From the records below, copy out exactly the lines from the one containing "upgrade_node(tree, http, timeout, tracker, &mut" to the one containing "let mut idx = 0;", both included. Add nothing else.

--

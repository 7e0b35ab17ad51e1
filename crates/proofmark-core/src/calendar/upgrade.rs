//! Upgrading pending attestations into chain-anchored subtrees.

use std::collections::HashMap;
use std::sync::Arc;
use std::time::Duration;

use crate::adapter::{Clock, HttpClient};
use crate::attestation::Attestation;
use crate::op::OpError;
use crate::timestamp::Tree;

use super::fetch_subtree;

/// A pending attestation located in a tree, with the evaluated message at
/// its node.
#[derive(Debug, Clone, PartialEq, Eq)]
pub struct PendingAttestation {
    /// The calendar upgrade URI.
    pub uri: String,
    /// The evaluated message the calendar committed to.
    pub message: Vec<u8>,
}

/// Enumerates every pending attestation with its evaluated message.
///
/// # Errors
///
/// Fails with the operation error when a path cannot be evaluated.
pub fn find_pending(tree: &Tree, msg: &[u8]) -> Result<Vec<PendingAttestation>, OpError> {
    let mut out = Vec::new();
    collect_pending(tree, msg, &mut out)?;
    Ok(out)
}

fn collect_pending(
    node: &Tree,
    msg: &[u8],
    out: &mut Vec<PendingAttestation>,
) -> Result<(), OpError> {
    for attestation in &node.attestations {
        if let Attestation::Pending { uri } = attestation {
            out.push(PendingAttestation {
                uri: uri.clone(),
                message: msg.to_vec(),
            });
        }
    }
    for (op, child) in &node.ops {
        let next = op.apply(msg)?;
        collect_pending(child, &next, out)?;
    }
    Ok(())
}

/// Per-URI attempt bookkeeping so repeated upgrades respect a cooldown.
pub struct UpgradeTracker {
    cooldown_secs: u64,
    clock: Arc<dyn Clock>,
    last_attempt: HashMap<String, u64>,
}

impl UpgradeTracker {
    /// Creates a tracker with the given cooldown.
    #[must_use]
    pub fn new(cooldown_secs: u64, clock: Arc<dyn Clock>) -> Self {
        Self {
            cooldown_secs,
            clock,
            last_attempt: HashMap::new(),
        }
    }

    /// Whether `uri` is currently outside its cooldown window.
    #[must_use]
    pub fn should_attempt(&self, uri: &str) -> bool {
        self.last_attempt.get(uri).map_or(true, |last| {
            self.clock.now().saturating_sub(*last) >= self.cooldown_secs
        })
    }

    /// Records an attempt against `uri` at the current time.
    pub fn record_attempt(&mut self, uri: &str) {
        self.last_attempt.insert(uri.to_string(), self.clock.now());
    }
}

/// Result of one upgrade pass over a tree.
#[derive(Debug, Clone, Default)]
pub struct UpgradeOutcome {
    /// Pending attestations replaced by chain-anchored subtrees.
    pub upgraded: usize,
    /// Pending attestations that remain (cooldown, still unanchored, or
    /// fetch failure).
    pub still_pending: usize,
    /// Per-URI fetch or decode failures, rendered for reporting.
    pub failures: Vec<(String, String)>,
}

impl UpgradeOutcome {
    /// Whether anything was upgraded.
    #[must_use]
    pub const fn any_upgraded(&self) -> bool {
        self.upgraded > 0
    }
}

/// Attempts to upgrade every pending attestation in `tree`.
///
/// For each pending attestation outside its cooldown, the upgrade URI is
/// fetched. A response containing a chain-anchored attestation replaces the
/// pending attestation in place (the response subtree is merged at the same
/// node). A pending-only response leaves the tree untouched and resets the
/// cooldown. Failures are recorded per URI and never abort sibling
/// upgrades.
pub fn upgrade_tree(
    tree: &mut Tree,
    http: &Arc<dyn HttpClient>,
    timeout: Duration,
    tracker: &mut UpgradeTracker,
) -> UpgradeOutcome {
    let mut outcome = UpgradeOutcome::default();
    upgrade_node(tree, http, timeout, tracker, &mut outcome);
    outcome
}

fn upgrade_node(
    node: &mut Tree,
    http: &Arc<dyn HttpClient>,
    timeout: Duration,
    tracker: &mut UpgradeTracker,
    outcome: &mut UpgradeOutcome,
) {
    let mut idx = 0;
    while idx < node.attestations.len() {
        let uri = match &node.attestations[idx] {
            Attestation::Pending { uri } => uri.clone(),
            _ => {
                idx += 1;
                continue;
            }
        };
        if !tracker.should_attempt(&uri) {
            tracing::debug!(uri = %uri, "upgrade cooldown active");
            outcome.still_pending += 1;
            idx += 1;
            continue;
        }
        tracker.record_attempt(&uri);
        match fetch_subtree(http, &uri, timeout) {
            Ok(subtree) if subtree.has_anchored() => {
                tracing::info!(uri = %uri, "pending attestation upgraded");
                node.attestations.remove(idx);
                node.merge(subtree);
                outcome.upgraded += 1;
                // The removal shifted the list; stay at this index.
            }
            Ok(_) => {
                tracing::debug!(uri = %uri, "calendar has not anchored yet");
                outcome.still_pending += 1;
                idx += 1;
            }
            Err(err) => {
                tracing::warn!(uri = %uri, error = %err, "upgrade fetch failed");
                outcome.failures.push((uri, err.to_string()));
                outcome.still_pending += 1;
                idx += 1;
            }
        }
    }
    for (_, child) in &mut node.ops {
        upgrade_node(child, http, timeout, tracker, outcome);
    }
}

--

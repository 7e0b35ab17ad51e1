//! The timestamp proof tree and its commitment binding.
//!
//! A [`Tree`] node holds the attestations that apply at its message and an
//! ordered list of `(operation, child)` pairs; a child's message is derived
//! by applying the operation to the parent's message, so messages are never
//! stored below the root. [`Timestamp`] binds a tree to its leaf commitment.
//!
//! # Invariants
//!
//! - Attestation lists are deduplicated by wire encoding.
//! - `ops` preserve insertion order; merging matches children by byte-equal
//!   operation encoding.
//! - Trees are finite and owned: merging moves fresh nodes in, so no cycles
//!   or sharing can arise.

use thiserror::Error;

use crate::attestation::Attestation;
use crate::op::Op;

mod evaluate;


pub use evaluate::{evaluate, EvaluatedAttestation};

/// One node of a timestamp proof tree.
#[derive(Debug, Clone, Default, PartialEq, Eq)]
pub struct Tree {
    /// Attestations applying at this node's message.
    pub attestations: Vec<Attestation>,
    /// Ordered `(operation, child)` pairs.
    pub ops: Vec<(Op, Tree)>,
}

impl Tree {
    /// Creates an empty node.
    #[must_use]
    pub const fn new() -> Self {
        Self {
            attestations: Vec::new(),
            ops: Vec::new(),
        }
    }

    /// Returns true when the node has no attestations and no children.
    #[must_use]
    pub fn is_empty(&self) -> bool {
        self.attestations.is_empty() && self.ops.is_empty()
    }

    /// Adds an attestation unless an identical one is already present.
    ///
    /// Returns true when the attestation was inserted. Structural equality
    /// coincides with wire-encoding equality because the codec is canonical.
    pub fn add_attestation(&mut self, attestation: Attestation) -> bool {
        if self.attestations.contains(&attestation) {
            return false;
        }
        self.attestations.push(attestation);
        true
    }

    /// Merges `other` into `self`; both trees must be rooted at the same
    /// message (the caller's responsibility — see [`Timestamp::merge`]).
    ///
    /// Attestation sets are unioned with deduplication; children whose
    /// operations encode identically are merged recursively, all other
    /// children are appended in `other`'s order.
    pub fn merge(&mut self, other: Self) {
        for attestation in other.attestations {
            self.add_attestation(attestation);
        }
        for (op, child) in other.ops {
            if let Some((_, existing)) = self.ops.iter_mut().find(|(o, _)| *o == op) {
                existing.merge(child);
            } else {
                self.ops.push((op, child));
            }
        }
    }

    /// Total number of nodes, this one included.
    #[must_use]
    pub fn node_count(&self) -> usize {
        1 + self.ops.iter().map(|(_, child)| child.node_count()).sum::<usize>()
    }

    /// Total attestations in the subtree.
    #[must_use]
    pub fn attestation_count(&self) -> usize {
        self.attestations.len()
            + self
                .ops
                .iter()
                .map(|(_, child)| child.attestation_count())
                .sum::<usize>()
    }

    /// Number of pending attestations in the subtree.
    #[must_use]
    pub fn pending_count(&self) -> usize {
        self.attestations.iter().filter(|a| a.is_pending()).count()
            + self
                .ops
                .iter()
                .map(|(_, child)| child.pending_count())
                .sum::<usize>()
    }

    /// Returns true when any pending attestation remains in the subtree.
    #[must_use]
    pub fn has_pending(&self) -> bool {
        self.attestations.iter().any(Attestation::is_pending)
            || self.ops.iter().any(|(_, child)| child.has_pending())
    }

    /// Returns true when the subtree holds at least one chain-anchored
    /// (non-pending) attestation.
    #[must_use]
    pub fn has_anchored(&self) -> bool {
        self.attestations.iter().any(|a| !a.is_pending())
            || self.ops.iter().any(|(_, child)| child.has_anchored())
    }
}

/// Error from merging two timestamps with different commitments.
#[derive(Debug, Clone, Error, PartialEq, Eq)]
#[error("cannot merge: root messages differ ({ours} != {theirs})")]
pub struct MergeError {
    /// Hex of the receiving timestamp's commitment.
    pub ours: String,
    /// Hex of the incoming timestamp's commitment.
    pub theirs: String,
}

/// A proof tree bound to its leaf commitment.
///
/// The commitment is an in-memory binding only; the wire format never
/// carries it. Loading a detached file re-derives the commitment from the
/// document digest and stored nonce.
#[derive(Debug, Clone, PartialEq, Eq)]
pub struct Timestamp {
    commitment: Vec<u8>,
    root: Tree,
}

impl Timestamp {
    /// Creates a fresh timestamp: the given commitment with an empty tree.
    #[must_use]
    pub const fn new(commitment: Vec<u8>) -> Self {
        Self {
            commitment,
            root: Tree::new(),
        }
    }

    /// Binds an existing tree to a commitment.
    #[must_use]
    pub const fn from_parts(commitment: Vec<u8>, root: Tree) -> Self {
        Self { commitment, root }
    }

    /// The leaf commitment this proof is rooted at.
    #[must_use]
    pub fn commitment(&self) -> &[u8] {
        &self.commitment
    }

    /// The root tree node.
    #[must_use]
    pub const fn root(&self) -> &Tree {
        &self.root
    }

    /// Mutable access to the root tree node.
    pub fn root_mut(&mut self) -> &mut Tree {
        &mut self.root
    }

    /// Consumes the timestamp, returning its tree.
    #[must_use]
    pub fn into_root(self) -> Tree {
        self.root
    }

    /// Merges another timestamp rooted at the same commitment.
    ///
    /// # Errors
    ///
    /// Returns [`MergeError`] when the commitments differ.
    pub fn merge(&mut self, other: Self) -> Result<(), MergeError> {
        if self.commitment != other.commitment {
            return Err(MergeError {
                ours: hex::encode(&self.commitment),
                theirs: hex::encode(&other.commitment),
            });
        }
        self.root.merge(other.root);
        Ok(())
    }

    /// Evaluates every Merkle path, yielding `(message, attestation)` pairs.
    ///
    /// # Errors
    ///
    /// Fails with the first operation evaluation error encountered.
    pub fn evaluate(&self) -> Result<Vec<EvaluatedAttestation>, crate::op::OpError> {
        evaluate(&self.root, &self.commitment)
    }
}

--

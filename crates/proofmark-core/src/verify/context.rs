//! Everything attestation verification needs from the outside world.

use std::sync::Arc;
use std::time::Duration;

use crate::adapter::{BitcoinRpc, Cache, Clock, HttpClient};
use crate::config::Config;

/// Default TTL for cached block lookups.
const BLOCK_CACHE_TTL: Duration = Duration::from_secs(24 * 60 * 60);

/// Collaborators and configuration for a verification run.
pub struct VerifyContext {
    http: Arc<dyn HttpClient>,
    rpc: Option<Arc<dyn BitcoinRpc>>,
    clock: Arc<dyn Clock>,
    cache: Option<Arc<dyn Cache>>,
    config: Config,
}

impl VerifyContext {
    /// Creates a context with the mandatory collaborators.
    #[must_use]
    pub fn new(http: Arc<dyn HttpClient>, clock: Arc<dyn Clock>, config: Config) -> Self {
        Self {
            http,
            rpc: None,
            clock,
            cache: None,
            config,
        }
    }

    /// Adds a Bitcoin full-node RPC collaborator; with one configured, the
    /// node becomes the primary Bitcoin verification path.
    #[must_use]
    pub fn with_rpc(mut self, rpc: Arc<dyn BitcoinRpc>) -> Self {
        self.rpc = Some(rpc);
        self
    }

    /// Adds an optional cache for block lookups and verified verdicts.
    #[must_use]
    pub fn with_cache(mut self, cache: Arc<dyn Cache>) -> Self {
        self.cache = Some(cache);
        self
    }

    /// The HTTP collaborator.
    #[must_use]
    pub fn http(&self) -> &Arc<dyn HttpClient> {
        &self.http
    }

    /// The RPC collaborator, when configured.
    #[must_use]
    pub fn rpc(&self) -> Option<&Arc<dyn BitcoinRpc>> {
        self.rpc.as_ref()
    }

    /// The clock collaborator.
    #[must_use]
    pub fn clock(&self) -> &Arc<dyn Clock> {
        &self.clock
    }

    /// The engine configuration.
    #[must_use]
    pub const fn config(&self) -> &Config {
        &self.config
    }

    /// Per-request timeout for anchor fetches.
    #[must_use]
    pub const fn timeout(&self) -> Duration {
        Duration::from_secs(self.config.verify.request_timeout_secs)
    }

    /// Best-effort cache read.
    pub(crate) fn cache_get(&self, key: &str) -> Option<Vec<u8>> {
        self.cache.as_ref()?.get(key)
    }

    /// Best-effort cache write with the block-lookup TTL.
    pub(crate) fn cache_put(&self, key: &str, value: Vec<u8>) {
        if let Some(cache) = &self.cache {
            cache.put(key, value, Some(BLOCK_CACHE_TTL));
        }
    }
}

--

**Exercise response**
    upgrade_node(tree, http, timeout, tracker, &mut outcome);
    outcome
}

fn upgrade_node(
    node: &mut Tree,
    http: &Arc<dyn HttpClient>,
    timeout: Duration,
    tracker: &mut UpgradeTracker,
    outcome: &mut UpgradeOutcome,
) {
    let mut idx = 0;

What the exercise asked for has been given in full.